The new cooking technologies are distinguished by different principles and processing techniques.
Magnetic induction cooking principle
It is practiced by means of a glass or ceramic plate below which an electronic generator is positioned which transforms the ordinary current into high-frequency current, 25, 000-50, 000 Hertz;
Induction cooking is used on board ships or airplanes, as it is particularly advantageous from the point of view of hygiene and safety (for the burns of the staff) BUT the costs related to the equipment are still very high.
Vacuum cooking principle
It includes the integrated use of: "vacuum" or vacuum machines, steam oven with temperature probe, blast chiller and a cooler.
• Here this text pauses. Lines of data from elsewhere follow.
//! Ledger error types.
//!
//! Every variant corresponds to one of the structured error codes listed in
//! spec section 6 (`{error: true, code, message, details}`), carrying
//! whatever ids/field names/computed totals section 7 requires so a caller
//! can decide the remediation without re-querying.

use rust_decimal::Decimal;
use thiserror::Error;

use zeltra_shared::types::VoucherId;

/// Errors raised by the voucher store, balance engine, and period/closing
/// engine (C2, C3, C4).
#[derive(Debug, Error)]
pub enum LedgerError {
    /// Debit total minus credit total falls outside the 0.01 tolerance.
    #[error("voucher not balanced: debit {debit}, credit {credit}, diff {diff}")]
    NotBalanced {
        /// Sum of debit amounts.
        debit: Decimal,
        /// Sum of credit amounts.
        credit: Decimal,
        /// Signed `debit - credit`.
        diff: Decimal,
    },

    /// An entry referenced an account that does not exist.
    #[error("account not found: {0}")]
    AccountNotFound(String),

    /// An entry referenced an account that exists but is disabled.
    #[error("account disabled: {0}")]
    AccountDisabled(String),

    /// An entry referenced a dimension value that does not exist.
    #[error("dimension not found: {0}")]
    DimensionNotFound(String),

    /// An entry referenced a dimension value that exists but is disabled.
    #[error("dimension disabled: {0}")]
    DimensionDisabled(String),

    /// No voucher exists with the given id.
    #[error("voucher not found: {0}")]
    VoucherNotFound(VoucherId),

    /// Operation requires the voucher to be in `reviewed` status.
    #[error("voucher {0} is not in reviewed status")]
    VoucherNotReviewed(VoucherId),

    /// The voucher's period is `closed`; no writes of any entry type are
    /// admitted.
    #[error("period {0} is closed")]
    PeriodClosed(String),

    /// The voucher's period is `adjustment`, which only admits vouchers
    /// with `entry_type = adjustment`.
    #[error("period {0} only admits adjustment entries")]
    PeriodAdjustmentOnly(String),

    /// Attempted to void a voucher that is not `confirmed`.
    #[error("voucher {0} must be confirmed to void")]
    VoidConfirmed(VoucherId),

    /// A closing template that is not active was selected for evaluation.
    #[error("closing template disabled: {0}")]
    TemplateDisabled(String),

    /// Evaluating a template produced an unbalanced voucher.
    #[error("template {0} produced an unbalanced voucher")]
    TemplateUnbalanced(String),

    /// No exchange rate exists for the requested currency/date/rate_type.
    #[error("no exchange rate for {currency} on {date} ({rate_type})")]
    RateNotFound {
        /// Currency code.
        currency: String,
        /// Requested date.
        date: chrono::NaiveDate,
        /// Rate type (spot/closing/average).
        rate_type: String,
    },

    /// An inventory issue would drive an item's quantity negative under the
    /// `reject` negative-inventory policy.
    #[error("negative inventory for {sku}: on-hand {on_hand}, requested {requested}")]
    NegativeInventory {
        /// Item SKU.
        sku: String,
        /// Current on-hand quantity.
        on_hand: Decimal,
        /// Quantity requested to issue.
        requested: Decimal,
    },

    /// Attempted an operation (e.g. `unreview`, `delete`, `confirm`) from a
    /// status that does not permit it.
    #[error("illegal transition for voucher {0}: {1}")]
    IllegalTransition(VoucherId, &'static str),

    /// An entry line carried a nonzero debit and a nonzero credit at once.
    #[error("entry line {0} must not carry both a debit and a credit amount")]
    BothSidesNonZero(i32),

    /// Underlying persistence failure. Capacity-kind error (spec 7):
    /// surfaced with rollback of the current transaction.
    #[error("database error: {0}")]
    Database(String),
}

impl LedgerError {
    /// Stable machine-readable error code, matching spec section 6's list
    /// verbatim.
    #[must_use]
    pub fn error_code(&self) -> &'static str {
        match self {
            Self::NotBalanced { .. } => "NOT_BALANCED",
            Self::AccountNotFound(_) => "ACCOUNT_NOT_FOUND",
            Self::AccountDisabled(_) => "ACCOUNT_DISABLED",
            Self::DimensionNotFound(_) | Self::DimensionDisabled(_) => "DIMENSION_NOT_FOUND",
            Self::VoucherNotFound(_) => "VOUCHER_NOT_FOUND",
            Self::VoucherNotReviewed(_) => "VOUCHER_NOT_REVIEWED",
            Self::PeriodClosed(_) => "PERIOD_CLOSED",
            Self::PeriodAdjustmentOnly(_) => "PERIOD_ADJUSTMENT_ONLY",
            Self::VoidConfirmed(_) => "VOID_CONFIRMED",
            Self::TemplateDisabled(_) => "TEMPLATE_DISABLED",
            Self::TemplateUnbalanced(_) => "TEMPLATE_UNBALANCED",
            Self::RateNotFound { .. } => "RATE_NOT_FOUND",
            Self::NegativeInventory { .. } => "NEGATIVE_INVENTORY",
            Self::IllegalTransition(..) => "ILLEGAL_TRANSITION",
            Self::BothSidesNonZero(_) => "INVALID_ENTRY",
            Self::Database(_) => "DATABASE_ERROR",
        }
    }

    /// HTTP status code for the Axum adapter layer.
    #[must_use]
    pub fn http_status_code(&self) -> u16 {
        match self {
            Self::NotBalanced { .. }
            | Self::BothSidesNonZero(_)
            | Self::PeriodClosed(_)
            | Self::PeriodAdjustmentOnly(_)
            | Self::TemplateUnbalanced(_)
            | Self::NegativeInventory { .. }
            | Self::IllegalTransition(..)
            | Self::VoidConfirmed(_)
            | Self::VoucherNotReviewed(_) => 400,
            Self::AccountDisabled(_) | Self::DimensionDisabled(_) | Self::TemplateDisabled(_) => {
                409
            }
            Self::AccountNotFound(_)
            | Self::DimensionNotFound(_)
            | Self::VoucherNotFound(_)
            | Self::RateNotFound { .. } => 404,
            Self::Database(_) => 500,
        }
    }
}

#[cfg(test)]
mod tests {
    use super::*;
    use rust_decimal_macros::dec;

    #[test]
    fn error_codes_match_spec_section_6() {
        assert_eq!(
            LedgerError::NotBalanced {
                debit: dec!(100),
                credit: dec!(50),
                diff: dec!(50),
            }
            .error_code(),
            "NOT_BALANCED"
        );
        assert_eq!(
            LedgerError::AccountNotFound("1001".into()).error_code(),
            "ACCOUNT_NOT_FOUND"
        );
        assert_eq!(
            LedgerError::PeriodAdjustmentOnly("2025-01".into()).error_code(),
            "PERIOD_ADJUSTMENT_ONLY"
        );
        assert_eq!(
            LedgerError::TemplateUnbalanced("t1".into()).error_code(),
            "TEMPLATE_UNBALANCED"
        );
    }

    #[test]
    fn http_status_codes() {
        assert_eq!(
            LedgerError::NotBalanced {
                debit: dec!(1),
                credit: dec!(2),
                diff: dec!(-1)
            }
            .http_status_code(),
            400
        );
        assert_eq!(
            LedgerError::AccountNotFound("x".into()).http_status_code(),
            404
        );
        assert_eq!(
            LedgerError::AccountDisabled("x".into()).http_status_code(),
            409
        );
        assert_eq!(LedgerError::Database("x".into()).http_status_code(), 500);
    }
}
Procedure : raw and pre-processed foods are placed in special bags and deprived of air, then cooked at low but constant temperatures at 64-98 ° C. Subsequently, they are thermally broken down and then refrigerated. NB . In some cases, instead of vacuum packing, the insertion of the modified atmosphere is preferred.
Principle of low density cooking
Low density cooking is a fairly recent technology that allows you to operate at temperatures of 120-125 ° C using as much as possible the humidity of the food; it is implemented through the use of a particular oven that automatically converts the cooking temperature into the maintenance temperature (minimum + 60 ° C), and is more suitable for meat and roasts, allowing the temperature to be maintained until the time of service .
Bibliography:
- Food and health. Food and nutrition course - S. Rodato, I. Gola - Clitt - pag. 238: 249.